My boy is in pain. He has pressure. And his life is in jeopardy. Intracranial pressure can cause increased seizures, brain damage, stroke and death. It is nothing to mess with. I am hoping and praying Jayson's pressure is not at a severe level and that perhaps we caught this in time before more permanent damage is made. I am hoping and praying Jayson's doctors act quickly and we can get quick answers with the best plan for the best outcome for Jayson. I also hope and pray I can keep my cool because I have never in my life experienced this level of anger and frustration.

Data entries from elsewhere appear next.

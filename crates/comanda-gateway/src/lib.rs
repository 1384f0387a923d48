// SPDX-FileCopyrightText: 2026 Comanda Contributors
// SPDX-License-Identifier: MIT OR Apache-2.0

//! HTTP gateway for Comanda.
//!
//! Exposes the order pipeline, conversation history and catalog
//! management as a JSON REST API on axum.

pub mod handlers;
pub mod server;

pub use server::{GatewayState, ServerConfig, router, start_server};
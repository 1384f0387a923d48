// SPDX-FileCopyrightText: 2026 Comanda Contributors
// SPDX-License-Identifier: MIT OR Apache-2.0

//! Error types for Comanda.

use serde::Serialize;
use strum::{Display, EnumString};
use thiserror::Error;

type BoxError = Box<dyn std::error::Error + Send + Sync>;

/// The error type shared by every Comanda crate.
#[derive(Debug, Error)]
pub enum ComandaError {
    /// Configuration errors (invalid TOML, missing fields, bad values).
    #[error("configuration error: {0}")]
    Config(String),

    /// The language backend could not produce a reply (HTTP failure,
    /// non-success status after retries, undecodable envelope).
    #[error("language backend unavailable: {message}")]
    BackendUnavailable {
        message: String,
        source: Option<BoxError>,
    },

    /// An external call exceeded its time budget.
    #[error("operation timed out after {duration:?}")]
    Timeout { duration: std::time::Duration },

    /// The backend's payload did not decode under the extraction schema.
    ///
    /// Non-fatal: the interpreter catches it and degrades to schema defaults.
    #[error("malformed extraction: {message}")]
    MalformedExtraction { message: String },

    /// Conversation history could not be read or written.
    #[error("conversation history unavailable: {source}")]
    HistoryUnavailable { source: BoxError },

    /// The catalog could not be queried. Distinct from an empty match.
    #[error("catalog unavailable: {source}")]
    CatalogUnavailable { source: BoxError },

    /// Storage failures outside the turn pipeline (catalog management, setup).
    #[error("storage error: {source}")]
    Storage { source: BoxError },

    /// A catalog-management operation referenced a missing record.
    #[error("{entity} `{id}` not found")]
    NotFound { entity: String, id: String },

    /// Caller-supplied data was rejected.
    #[error("invalid input: {0}")]
    InvalidInput(String),

    /// Internal or unexpected errors.
    #[error("internal error: {0}")]
    Internal(String),
}

/// Coarse classification of [`ComandaError`] for callers that render
/// failures (HTTP status mapping, CLI exit messages).
#[derive(Debug, Clone, Copy, PartialEq, Eq, Hash, Display, EnumString, Serialize)]
#[strum(serialize_all = "snake_case")]
#[serde(rename_all = "snake_case")]
pub enum ErrorKind {
    Config,
    BackendUnavailable,
    MalformedExtraction,
    HistoryUnavailable,
    CatalogUnavailable,
    Storage,
    NotFound,
    InvalidInput,
    Internal,
}

impl ComandaError {
    /// Returns the kind of this error.
    ///
    /// Timeouts are reported as `BackendUnavailable`: the only call that
    /// surfaces a raw timeout to callers is the backend call.
    pub fn kind(&self) -> ErrorKind {
        match self {
            Self::Config(_) => ErrorKind::Config,
            Self::BackendUnavailable { .. } | Self::Timeout { .. } => {
                ErrorKind::BackendUnavailable
            }
            Self::MalformedExtraction { .. } => ErrorKind::MalformedExtraction,
            Self::HistoryUnavailable { .. } => ErrorKind::HistoryUnavailable,
            Self::CatalogUnavailable { .. } => ErrorKind::CatalogUnavailable,
            Self::Storage { .. } => ErrorKind::Storage,
            Self::NotFound { .. } => ErrorKind::NotFound,
            Self::InvalidInput(_) => ErrorKind::InvalidInput,
            Self::Internal(_) => ErrorKind::Internal,
        }
    }

    /// Whether a single retry may succeed.
    pub fn is_transient(&self) -> bool {
        matches!(
            self,
            Self::Timeout { .. } | Self::BackendUnavailable { .. }
        )
    }

    /// Re-tag a storage failure as a history failure.
    ///
    /// Stores report [`ComandaError::Storage`]; the pipeline needs to tell
    /// history from catalog failures apart.
    pub fn into_history(self) -> Self {
        match self {
            Self::Storage { source } => Self::HistoryUnavailable { source },
            Self::Timeout { duration } => Self::HistoryUnavailable {
                source: format!("history store timed out after {duration:?}").into(),
            },
            other => other,
        }
    }

    /// Re-tag a storage failure as a catalog failure.
    pub fn into_catalog(self) -> Self {
        match self {
            Self::Storage { source } => Self::CatalogUnavailable { source },
            Self::Timeout { duration } => Self::CatalogUnavailable {
                source: format!("catalog lookup timed out after {duration:?}").into(),
            },
            other => other,
        }
    }
}
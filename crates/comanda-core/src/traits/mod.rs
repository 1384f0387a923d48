// SPDX-FileCopyrightText: 2026 Comanda Contributors
// SPDX-License-Identifier: MIT OR Apache-2.0

//! Adapter trait definitions for the order pipeline's collaborators.
//!
//! Backend adapters extend the [`PluginAdapter`] base trait. Stores are plain
//! `Send + Sync` traits so tests can substitute in-memory versions. All use
//! `#[async_trait]` for dynamic dispatch compatibility.

pub mod adapter;
pub mod catalog;
pub mod conversation;
pub mod provider;

pub use adapter::PluginAdapter;
pub use catalog::CatalogStore;
pub use conversation::ConversationStore;
pub use provider::ProviderAdapter;
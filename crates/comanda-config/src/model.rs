// SPDX-FileCopyrightText: 2026 Comanda Contributors
// SPDX-License-Identifier: MIT OR Apache-2.0

//! Configuration model structs for Comanda.
//!
//! All structs use `#[serde(deny_unknown_fields)]` to reject unrecognized
//! config keys at startup, providing actionable error messages.

use serde::{Deserialize, Serialize};

/// Top-level Comanda configuration.
///
/// Loaded from TOML files following XDG hierarchy, with environment variable
/// overrides. All sections are optional and default to sensible values.
#[derive(Debug, Clone, Default, Deserialize, Serialize)]
#[serde(deny_unknown_fields)]
pub struct ComandaConfig {
    /// Assistant identity and conversation settings.
    #[serde(default)]
    pub agent: AgentConfig,

    /// OpenAI-compatible backend settings.
    #[serde(default)]
    pub openai: OpenAiConfig,

    /// Storage backend settings.
    #[serde(default)]
    pub storage: StorageConfig,

    /// HTTP gateway settings.
    #[serde(default)]
    pub gateway: GatewayConfig,

    /// Per-turn time budgets.
    #[serde(default)]
    pub pipeline: PipelineConfig,
}

/// Assistant identity and conversation configuration.
#[derive(Debug, Clone, Deserialize, Serialize)]
#[serde(deny_unknown_fields)]
pub struct AgentConfig {
    /// Display name of the assistant.
    #[serde(default = "default_agent_name")]
    pub name: String,

    /// Logging level (trace, debug, info, warn, error).
    #[serde(default = "default_log_level")]
    pub log_level: String,

    /// The only subject the assistant may discuss, e.g. "vape shop orders".
    #[serde(default = "default_service_domain")]
    pub service_domain: String,

    /// Inline system prompt. Overridden by `system_prompt_file` if both set.
    #[serde(default)]
    pub system_prompt: Option<String>,

    /// Path to a file containing the system prompt.
    #[serde(default)]
    pub system_prompt_file: Option<String>,

    /// Keep only the most recent N stored turns. `None` keeps all of them.
    #[serde(default)]
    pub max_history_turns: Option<usize>,
}

impl Default for AgentConfig {
    fn default() -> Self {
        Self {
            name: default_agent_name(),
            log_level: default_log_level(),
            service_domain: default_service_domain(),
            system_prompt: None,
            system_prompt_file: None,
            max_history_turns: None,
        }
    }
}

fn default_agent_name() -> String {
    "comanda".to_string()
}

fn default_log_level() -> String {
    "info".to_string()
}

fn default_service_domain() -> String {
    "product orders and pickup scheduling for the shop".to_string()
}

/// OpenAI-compatible Chat Completions backend configuration.
#[derive(Debug, Clone, Deserialize, Serialize)]
#[serde(deny_unknown_fields)]
pub struct OpenAiConfig {
    /// API key. `None` falls back to the `OPENAI_API_KEY` environment variable.
    #[serde(default)]
    pub api_key: Option<String>,

    /// Base URL of the API, without the `/chat/completions` suffix.
    #[serde(default = "default_base_url")]
    pub base_url: String,

    #[serde(default = "default_model")]
    pub default_model: String,

    /// Maximum tokens to generate per response.
    #[serde(default = "default_max_tokens")]
    pub max_tokens: u32,

    /// Per-request HTTP timeout.
    #[serde(default = "default_request_timeout_secs")]
    pub request_timeout_secs: u64,

    /// Retries on transient HTTP statuses (429, 500, 502, 503).
    #[serde(default = "default_max_retries")]
    pub max_retries: u32,
}

impl Default for OpenAiConfig {
    fn default() -> Self {
        Self {
            api_key: None,
            base_url: default_base_url(),
            default_model: default_model(),
            max_tokens: default_max_tokens(),
            request_timeout_secs: default_request_timeout_secs(),
            max_retries: default_max_retries(),
        }
    }
}

fn default_base_url() -> String {
    "https://api.openai.com/v1".to_string()
}

fn default_model() -> String {
    "gpt-4o-mini".to_string()
}

fn default_max_tokens() -> u32 {
    1024
}

fn default_request_timeout_secs() -> u64 {
    60
}

fn default_max_retries() -> u32 {
    1
}

/// Storage backend configuration.
#[derive(Debug, Clone, Deserialize, Serialize)]
#[serde(deny_unknown_fields)]
pub struct StorageConfig {
    /// Path to the SQLite database file.
    #[serde(default = "default_database_path")]
    pub database_path: String,

    /// Enable WAL (Write-Ahead Logging) mode for SQLite.
    #[serde(default = "default_wal_mode")]
    pub wal_mode: bool,
}

impl Default for StorageConfig {
    fn default() -> Self {
        Self {
            database_path: default_database_path(),
            wal_mode: default_wal_mode(),
        }
    }
}

fn default_database_path() -> String {
    dirs::data_dir()
        .map(|p| p.join("comanda").join("comanda.db"))
        .unwrap_or_else(|| std::path::PathBuf::from("comanda.db"))
        .to_string_lossy()
        .into_owned()
}

fn default_wal_mode() -> bool {
    true
}

/// HTTP gateway configuration.
#[derive(Debug, Clone, Deserialize, Serialize)]
#[serde(deny_unknown_fields)]
pub struct GatewayConfig {
    #[serde(default = "default_host")]
    pub host: String,

    #[serde(default = "default_port")]
    pub port: u16,
}

impl Default for GatewayConfig {
    fn default() -> Self {
        Self {
            host: default_host(),
            port: default_port(),
        }
    }
}

fn default_host() -> String {
    "127.0.0.1".to_string()
}

fn default_port() -> u16 {
    8080
}

/// Time budgets for the external calls made during one turn.
#[derive(Debug, Clone, Deserialize, Serialize)]
#[serde(deny_unknown_fields)]
pub struct PipelineConfig {
    /// Budget for one backend attempt. A timed-out attempt is retried once.
    #[serde(default = "default_backend_timeout_secs")]
    pub backend_timeout_secs: u64,

    #[serde(default = "default_catalog_timeout_secs")]
    pub catalog_timeout_secs: u64,
}

impl Default for PipelineConfig {
    fn default() -> Self {
        Self {
            backend_timeout_secs: default_backend_timeout_secs(),
            catalog_timeout_secs: default_catalog_timeout_secs(),
        }
    }
}

fn default_backend_timeout_secs() -> u64 {
    30
}

fn default_catalog_timeout_secs() -> u64 {
    5
}
// SPDX-FileCopyrightText: 2026 Comanda Contributors
// SPDX-License-Identifier: MIT OR Apache-2.0

//! Dynamic zone: stored history with an optional sliding window.

use comanda_core::{ChatTurn, Role};

/// Selects which stored turns go into the next request.
#[derive(Debug, Clone, Copy, Default)]
pub struct DynamicZone {
    max_history_turns: Option<usize>,
}

impl DynamicZone {
    pub fn new(max_history_turns: Option<usize>) -> Self {
        Self { max_history_turns }
    }

    /// Drop stored system turns, then keep the most recent window, in order.
    ///
    /// A cut window never opens on an assistant reply whose user turn fell
    /// outside it, so an odd limit may yield one turn fewer.
    pub fn window(&self, history: Vec<ChatTurn>) -> Vec<ChatTurn> {
        let turns: Vec<ChatTurn> = history
            .into_iter()
            .filter(|t| t.role != Role::System)
            .collect();
        match self.max_history_turns {
            Some(max) if turns.len() > max => turns[turns.len() - max..]
                .iter()
                .skip_while(|t| t.role == Role::Assistant)
                .cloned()
                .collect(),
            _ => turns,
        }
    }
}
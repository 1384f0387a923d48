// SPDX-FileCopyrightText: 2026 Comanda Contributors
// SPDX-License-Identifier: MIT OR Apache-2.0

//! HTTP client for the Chat Completions API.
//!
//! Handles authentication, request timeouts and retry of transient
//! statuses (429, 500, 502, 503) and dropped connections.

use std::time::Duration;

use comanda_core::ComandaError;
use reqwest::header::{AUTHORIZATION, CONTENT_TYPE, HeaderMap, HeaderValue};
use tracing::{debug, warn};

use crate::types::{ApiErrorResponse, ChatCompletionRequest, ChatCompletionResponse};

const COMPLETIONS_PATH: &str = "/chat/completions";

/// HTTP client for an OpenAI-compatible endpoint.
#[derive(Debug, Clone)]
pub struct OpenAiClient {
    client: reqwest::Client,
    endpoint: String,
    max_retries: u32,
    retry_delay: Duration,
    request_timeout: Duration,
}

impl OpenAiClient {
    /// # Arguments
    /// * `api_key` - bearer token
    /// * `base_url` - API root such as `https://api.openai.com/v1`
    /// * `request_timeout` - per-request HTTP timeout
    pub fn new(
        api_key: &str,
        base_url: &str,
        request_timeout: Duration,
    ) -> Result<Self, ComandaError> {
        let mut auth = HeaderValue::from_str(&format!("Bearer {api_key}"))
            .map_err(|e| ComandaError::Config(format!("invalid API key header value: {e}")))?;
        auth.set_sensitive(true);

        let mut headers = HeaderMap::new();
        headers.insert(AUTHORIZATION, auth);
        headers.insert(CONTENT_TYPE, HeaderValue::from_static("application/json"));

        let client = reqwest::Client::builder()
            .default_headers(headers)
            .timeout(request_timeout)
            .build()
            .map_err(|e| ComandaError::BackendUnavailable {
                message: format!("failed to build HTTP client: {e}"),
                source: Some(Box::new(e)),
            })?;

        Ok(Self {
            client,
            endpoint: format!("{}{COMPLETIONS_PATH}", base_url.trim_end_matches('/')),
            max_retries: 1,
            retry_delay: Duration::from_secs(1),
            request_timeout,
        })
    }

    pub fn with_max_retries(mut self, max_retries: u32) -> Self {
        self.max_retries = max_retries;
        self
    }

    pub fn with_retry_delay(mut self, delay: Duration) -> Self {
        self.retry_delay = delay;
        self
    }

    pub fn endpoint(&self) -> &str {
        &self.endpoint
    }

    /// Sends a completion request, retrying transient statuses and
    /// connection failures.
    ///
    /// A request that exceeds the HTTP timeout fails with
    /// [`ComandaError::Timeout`] so the caller can decide whether to retry.
    pub async fn complete(
        &self,
        request: &ChatCompletionRequest,
    ) -> Result<ChatCompletionResponse, ComandaError> {
        let mut last_error = None;

        for attempt in 0..=self.max_retries {
            if attempt > 0 {
                warn!(attempt, "retrying completion request after transient error");
                tokio::time::sleep(self.retry_delay).await;
            }

            let response = match self.client.post(&self.endpoint).json(request).send().await {
                Ok(response) => response,
                Err(e) if !e.is_timeout() && attempt < self.max_retries => {
                    warn!(error = %e, attempt, "transport error, will retry");
                    last_error = Some(self.transport_error(e));
                    continue;
                }
                Err(e) => return Err(self.transport_error(e)),
            };

            let status = response.status();
            debug!(status = %status, attempt, "completion response received");

            if status.is_success() {
                let body = response
                    .text()
                    .await
                    .map_err(|e| self.transport_error(e))?;
                return serde_json::from_str(&body).map_err(|e| {
                    ComandaError::BackendUnavailable {
                        message: format!("failed to parse API response: {e}"),
                        source: Some(Box::new(e)),
                    }
                });
            }

            let body = response.text().await.unwrap_or_default();
            if is_transient_error(status) && attempt < self.max_retries {
                warn!(status = %status, body = %body, "transient error, will retry");
                last_error = Some(ComandaError::BackendUnavailable {
                    message: format!("API returned {status}: {body}"),
                    source: None,
                });
                continue;
            }

            let message = match serde_json::from_str::<ApiErrorResponse>(&body) {
                Ok(api_err) => format!(
                    "OpenAI API error ({}): {}",
                    api_err.error.type_.as_deref().unwrap_or("unknown"),
                    api_err.error.message
                ),
                Err(_) => format!("API returned {status}: {body}"),
            };
            return Err(ComandaError::BackendUnavailable {
                message,
                source: None,
            });
        }

        Err(last_error.unwrap_or_else(|| ComandaError::BackendUnavailable {
            message: "completion request failed after retries".into(),
            source: None,
        }))
    }

    fn transport_error(&self, e: reqwest::Error) -> ComandaError {
        if e.is_timeout() {
            return ComandaError::Timeout {
                duration: self.request_timeout,
            };
        }
        ComandaError::BackendUnavailable {
            message: format!("HTTP request failed: {e}"),
            source: Some(Box::new(e)),
        }
    }
}

/// HTTP statuses worth one more attempt.
fn is_transient_error(status: reqwest::StatusCode) -> bool {
    matches!(status.as_u16(), 429 | 500 | 502 | 503)
}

My concerns for his microcephaly, head shape, seizures, and brain have been dismissed so many times and now we are in crisis mode. Please keep my sweet boy in his prayers. Please keep his doctors in your prayers. Please pray for my and Mike's strength that we can go forward with faith and not crumble from the heartache. Thank you for all of your love and support. I will keep you updated.
Im so so so sorry Seester. We love you all & will keep you in our daily prayers.
ReplyDeleteI really hope y'all are able to get some much deserved answers soon. I cannot even begin to fathom how frustrating and overwhelming all of this is for you and Mike. You are always in the back of my mind somewhere.